About four-in-ten Democrats and Democratic leaners with college degrees (43%) say the election comes up very often. About half as many (18%) Democrats with less education talk about it very often. Only about a quarter of Republicans and Republican leaners across educational levels say they have talked frequently about the election.
For the most part, Americans’ conversations about the election have not led to arguments, though 38% of the public says they have had an argument about the election or its outcome. Still, just 9% characterize the arguments as “major.” In July, a nearly identical share of registered voters (37%) said they had argued about the election.
As was the case during the campaign, Republicans and Democrats are about equally likely to say they have argued about the election.
As we found during the campaign, Republicans and Democrats are more likely to discuss the election with people on their side than with those on the other side. Eight-in-ten Republicans and Republican leaners say they’ve had a conversation with someone who supported Trump, and about seven-in-ten Democrats and Democratic leaners (72%) say they’ve had a conversation with someone who supported Hillary Clinton. By contrast, fewer Republicans (45%) and Democrats (40%) say they’ve had a conversation with a supporter of the other candidate.

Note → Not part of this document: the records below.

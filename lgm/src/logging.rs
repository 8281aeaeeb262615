//! Installs a global `tracing` subscriber.
//!
//! `RUST_LOG` takes precedence over the configured level, so
//! `RUST_LOG=lgm_methods=debug` narrows output without editing the config.

use tracing_subscriber::layer::SubscriberExt;
use tracing_subscriber::util::{SubscriberInitExt, TryInitError};
use tracing_subscriber::EnvFilter;

use crate::config::LogLevel;

/// Install a formatted subscriber filtered at `level`.
///
/// # Errors
/// Fails if a global subscriber is already installed.
pub fn init(level: LogLevel) -> Result<(), TryInitError> {
    let filter = EnvFilter::try_from_default_env()
        .unwrap_or_else(|_| EnvFilter::new(level.as_filter_str()));
    tracing_subscriber::registry()
        .with(filter)
        .with(tracing_subscriber::fmt::layer())
        .try_init()
}

#[cfg(test)]
mod tests {
    use super::*;

    #[test]
    fn second_init_is_an_error() {
        // another test may have installed one already
        let _ = init(LogLevel::Warn);
        assert!(init(LogLevel::Debug).is_err());
    }
}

Nearly two-thirds of Americans (65%) say that most or all of their family members share their political views. Republicans (69%) and Democrats (64%) are about equally as likely to say this.
And among those who say that most or all of their family shares their political views, a wide majority (70%) says their family is “okay with” talking about politics, while just 30% say their family tries to avoid the subject. However, among those who say almost no one or just a few people in their family share their political views, a 59% majority says their family tries to avoid talking about politics, while a smaller share (41%) says their family finds such discussions acceptable.

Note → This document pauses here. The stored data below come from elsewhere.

//! Closed-form caplet price.
//!
//! A caplet paying `δ(L − K)⁺` at `T2` is worth, at `T1`,
//! `(1 + δK)·(K' − P(T1,T2))⁺·c` with `K' = 1/(1 + δK)` and `c` the
//! deterministic ratio between the discount and forward bonds.  `P(T1,T2)`
//! is lognormal under the `T1`-forward measure with log-variance
//!
//! ```text
//! v² = (β(T2) − β(T1))² · ∫₀^{T1} a(s)² ds
//! ```
//!
//! so the caplet is a Black put on the forward bond.

use lgm_core::{Price, Result};
use lgm_math::{black_formula, OptionType};
use lgm_processes::{CurveName, LinearGaussianMarkov};

use crate::caplet::Caplet;

/// Present value of `caplet` under `model`.
///
/// Valid for flat and term-structured volatility and for a forward curve
/// that differs from the discount curve.
pub fn analytic_caplet_price(model: &LinearGaussianMarkov, caplet: &Caplet) -> Result<Price> {
    let (t1, t2) = (caplet.fixing(), caplet.payment());
    let delta = caplet.accrual();
    let growth = 1.0 + delta * caplet.strike();

    let forward_bond = model.curve(caplet.libor_curve()).forward_discount(t1, t2);
    let discount = model.curve(CurveName::Discount).discount(t2) / forward_bond;
    let std_dev = (model.beta(t2) - model.beta(t1)).abs() * model.factor_variance(t1).sqrt();

    let put = black_formula(OptionType::Put, 1.0 / growth, forward_bond, std_dev, discount)?;
    Ok(growth * put)
}

#[cfg(test)]
mod tests {
    use super::*;
    use approx::assert_relative_eq;
    use lgm_core::Real;
    use lgm_termstructures::{FlatForward, PiecewiseTermStructure, SpreadedCurve, YieldCurve};
    use std::sync::Arc;

    fn model(sigma: Real) -> LinearGaussianMarkov {
        LinearGaussianMarkov::new(
            Arc::new(FlatForward::new(0.03)),
            0.05,
            PiecewiseTermStructure::flat(sigma),
        )
    }

    #[test]
    fn zero_volatility_is_discounted_intrinsic() {
        let m = model(0.0);
        let caplet = Caplet::new(1.0, 1.5, 0.02).unwrap();
        let curve = m.curve(CurveName::Forward);
        let expected = curve.discount(1.5) * 0.5 * (curve.forward_rate(1.0, 1.5) - 0.02);
        assert_relative_eq!(
            analytic_caplet_price(&m, &caplet).unwrap(),
            expected,
            max_relative = 1e-12
        );
        let otm = Caplet::new(1.0, 1.5, 0.05).unwrap();
        assert_eq!(analytic_caplet_price(&m, &otm).unwrap(), 0.0);
    }

    #[test]
    fn price_increases_with_volatility() {
        let caplet = Caplet::new(1.0, 1.5, 0.03).unwrap();
        let low = analytic_caplet_price(&model(0.005), &caplet).unwrap();
        let high = analytic_caplet_price(&model(0.015), &caplet).unwrap();
        assert!(low > 0.0);
        assert!(high > low);
    }

    #[test]
    fn spread_curve_raises_the_caplet() {
        let base: Arc<dyn YieldCurve> = Arc::new(FlatForward::new(0.03));
        let single = LinearGaussianMarkov::new(
            Arc::clone(&base),
            0.05,
            PiecewiseTermStructure::flat(0.01),
        );
        let two_curve = single.clone().with_forward_curve(Arc::new(
            SpreadedCurve::with_constant_spread(base, 0.01),
        ));
        let caplet = Caplet::new(1.0, 1.5, 0.03).unwrap();
        assert!(
            analytic_caplet_price(&two_curve, &caplet).unwrap()
                > analytic_caplet_price(&single, &caplet).unwrap()
        );
    }
}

About a quarter of social media users (23%) say they have changed their settings on social media to see fewer posts from someone because of something related to the 2016 election. An even smaller share (16%) say they have blocked or unfriended someone on social media over something related to the election.
Younger people, among both Republicans and Democrats, are more likely than their older counterparts to say they have changed their settings or unfriended someone on social media over the election.
The age patterns were similar in August, when we asked slightly different questions about whether social media users had taken either of these two steps because of politics content in general.
Overall, 37% of those who supported Clinton say they have done something to express unhappiness with or opposition to Donald Trump’s election. There are wide differences by race, education and gender among Clinton supporters (those who say they voted for Clinton or would have, if they had voted).
About half of all white Clinton supporters (53%) say they’ve done something to express opposition to Trump, but only about one-in-five of Clinton’s black (19%) and Hispanic (23%) supporters say the same.
Among white women who backed Clinton, 58% say they have expressed opposition to Trump’s election, compared with 45% of white men.
College-educated Clinton supporters (55%) are more likely than those with some college experience (40%) and those with a high school degree or less education (20%) to say they have done something to oppose Trump’s election.
Among those Clinton supporters who say they did something to oppose Trump’s election, most say they expressed their opinion online or in person (72%). About one-in-five (21%) say they have engaged in political activities, such as signing petitions, donating money, contacting elected officials or protesting.